_Records for this task_.

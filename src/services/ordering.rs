//! Ordering policies feeding the pricing fold
//!
//! Each caller names the policy it prices under. The policies are
//! independent and are not expected to agree on totals for the same orders.

use std::collections::HashMap;

use chrono::NaiveDate;

use crate::services::sequencer::{sequence_route, SequencedRoute};
use crate::types::{OrderStop, Stop};

#[derive(Debug, Clone, Copy, PartialEq, Eq)]
pub enum OrderingPolicy {
    /// Exactly as submitted by the caller
    Submitted,
    /// Ascending po date, ties by order id
    PoDate,
    /// Route sequencer output
    NearestNeighbor,
    /// Zones in order of first appearance, po date within a zone
    ZoneThenPoDate,
    /// Ascending distance from depot, ties by order id
    DistanceAscending,
}

/// Ordered orders and their stops under one policy
#[derive(Debug, Clone)]
pub struct OrderedStops {
    pub orders: Vec<OrderStop>,
    pub stops: Vec<Stop>,
    /// Present for [`OrderingPolicy::NearestNeighbor`] only, re-indexed to `orders`
    pub route: Option<SequencedRoute>,
}

/// Arrange `orders` under `policy`; `planning_date` decides overdue flags.
pub fn arrange(
    mut orders: Vec<OrderStop>,
    policy: OrderingPolicy,
    planning_date: NaiveDate,
) -> OrderedStops {
    let mut route = None;

    match policy {
        OrderingPolicy::Submitted => {}
        OrderingPolicy::PoDate => {
            orders.sort_by(|a, b| a.po_date.cmp(&b.po_date).then(a.order_id.cmp(&b.order_id)));
        }
        OrderingPolicy::DistanceAscending => {
            orders.sort_by(|a, b| {
                a.distance()
                    .total_cmp(&b.distance())
                    .then(a.order_id.cmp(&b.order_id))
            });
        }
        OrderingPolicy::ZoneThenPoDate => {
            let mut zone_rank: HashMap<Option<i64>, usize> = HashMap::new();
            for order in &orders {
                let next_rank = zone_rank.len();
                zone_rank.entry(order.zone_id).or_insert(next_rank);
            }
            orders.sort_by(|a, b| {
                zone_rank[&a.zone_id]
                    .cmp(&zone_rank[&b.zone_id])
                    .then(a.po_date.cmp(&b.po_date))
                    .then(a.order_id.cmp(&b.order_id))
            });
        }
        OrderingPolicy::NearestNeighbor => {
            let stops: Vec<Stop> = orders.iter().map(|o| o.to_stop(planning_date)).collect();
            let sequenced = sequence_route(&stops);
            let mut slots: Vec<Option<OrderStop>> = orders.into_iter().map(Some).collect();
            orders = sequenced
                .order
                .iter()
                .filter_map(|&idx| slots[idx].take())
                .collect();
            route = Some(SequencedRoute {
                order: (0..orders.len()).collect(),
                ..sequenced
            });
        }
    }

    let stops = orders.iter().map(|o| o.to_stop(planning_date)).collect();
    OrderedStops { orders, stops, route }
}

#[cfg(test)]
mod tests {
    use super::*;
    use crate::services::pricing::{price_sequence, PricingRules};
    use crate::types::stop::fixtures::order_stop;
    use rust_decimal_macros::dec;

    fn day(d: u32) -> NaiveDate {
        NaiveDate::from_ymd_opt(2026, 10, d).unwrap()
    }

    fn ids(ordered: &OrderedStops) -> Vec<i64> {
        ordered.orders.iter().map(|o| o.order_id).collect()
    }

    fn with_po_date(mut order: OrderStop, d: u32) -> OrderStop {
        order.po_date = day(d);
        order
    }

    fn with_zone(mut order: OrderStop, zone_id: i64) -> OrderStop {
        order.zone_id = Some(zone_id);
        order
    }

    #[test]
    fn test_submitted_keeps_caller_order() {
        let orders = vec![order_stop(5, 1, 10, 9.0), order_stop(2, 2, 10, 1.0), order_stop(7, 3, 11, 4.0)];

        let ordered = arrange(orders, OrderingPolicy::Submitted, day(18));

        assert_eq!(ids(&ordered), vec![5, 2, 7]);
        assert!(ordered.route.is_none());
    }

    #[test]
    fn test_po_date_then_id() {
        let orders = vec![
            with_po_date(order_stop(3, 1, 10, 1.0), 5),
            with_po_date(order_stop(1, 2, 10, 1.0), 5),
            with_po_date(order_stop(2, 3, 10, 1.0), 2),
        ];

        let ordered = arrange(orders, OrderingPolicy::PoDate, day(18));

        assert_eq!(ids(&ordered), vec![2, 1, 3]);
    }

    #[test]
    fn test_distance_ascending() {
        let orders = vec![order_stop(1, 1, 10, 9.0), order_stop(2, 2, 10, 1.5), order_stop(3, 3, 10, 4.0)];

        let ordered = arrange(orders, OrderingPolicy::DistanceAscending, day(18));

        assert_eq!(ids(&ordered), vec![2, 3, 1]);
    }

    #[test]
    fn test_zone_groups_in_first_appearance_order() {
        let orders = vec![
            with_po_date(with_zone(order_stop(1, 1, 20, 1.0), 2), 9),
            with_po_date(with_zone(order_stop(2, 2, 10, 1.0), 1), 3),
            with_po_date(with_zone(order_stop(3, 3, 20, 1.0), 2), 1),
            with_po_date(with_zone(order_stop(4, 4, 10, 1.0), 1), 2),
        ];

        let ordered = arrange(orders, OrderingPolicy::ZoneThenPoDate, day(18));

        assert_eq!(ids(&ordered), vec![3, 1, 4, 2]);
    }

    #[test]
    fn test_nearest_neighbor_reindexes_route() {
        let orders = vec![order_stop(1, 1, 10, 12.0), order_stop(2, 2, 10, 3.0), order_stop(3, 3, 10, 8.0)];

        let ordered = arrange(orders, OrderingPolicy::NearestNeighbor, day(18));

        assert_eq!(ids(&ordered), vec![2, 3, 1]);
        let route = ordered.route.unwrap();
        assert_eq!(route.order, vec![0, 1, 2]);
        assert_eq!(route.leg_distances, vec![0.0, 5.0, 4.0]);
    }

    #[test]
    fn test_overdue_flag_follows_planning_date() {
        let mut late = order_stop(1, 1, 10, 40.0);
        late.scheduled_date = day(10);
        let orders = vec![order_stop(2, 2, 10, 1.0), late];

        let ordered = arrange(orders, OrderingPolicy::NearestNeighbor, day(18));

        assert_eq!(ids(&ordered), vec![1, 2]);
        assert!(ordered.stops[0].is_overdue);
    }

    #[test]
    fn test_policies_price_independently() {
        // Same orders, three policies, three totals
        let make = || {
            vec![
                with_po_date(with_zone(order_stop(1, 1, 10, 20.0), 1), 1),
                with_po_date(with_zone(order_stop(2, 2, 20, 2.0), 2), 2),
                with_po_date(with_zone(order_stop(3, 3, 10, 21.0), 1), 3),
            ]
        };
        let total = |policy| {
            let ordered = arrange(make(), policy, day(18));
            price_sequence(&ordered.stops, PricingRules::Standard).total
        };

        // areas 10, 20, 10
        assert_eq!(total(OrderingPolicy::PoDate), dec!(2000));
        // areas 20, 10, 10
        assert_eq!(total(OrderingPolicy::NearestNeighbor), dec!(1750));
        // areas 10, 10, 20
        assert_eq!(total(OrderingPolicy::ZoneThenPoDate), dec!(1750));
    }
}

_Aim of the task_.
Using the entries above, return exactly the lines from the line with "the pricing fold" to the line with "Route sequencer output", counting both of those lines.

_Solution to this exercise_.
//! Ordering policies feeding the pricing fold
//!
//! Each caller names the policy it prices under. The policies are
//! independent and are not expected to agree on totals for the same orders.

use std::collections::HashMap;

use chrono::NaiveDate;

use crate::services::sequencer::{sequence_route, SequencedRoute};
use crate::types::{OrderStop, Stop};

#[derive(Debug, Clone, Copy, PartialEq, Eq)]
pub enum OrderingPolicy {
    /// Exactly as submitted by the caller
    Submitted,
    /// Ascending po date, ties by order id
    PoDate,
    /// Route sequencer output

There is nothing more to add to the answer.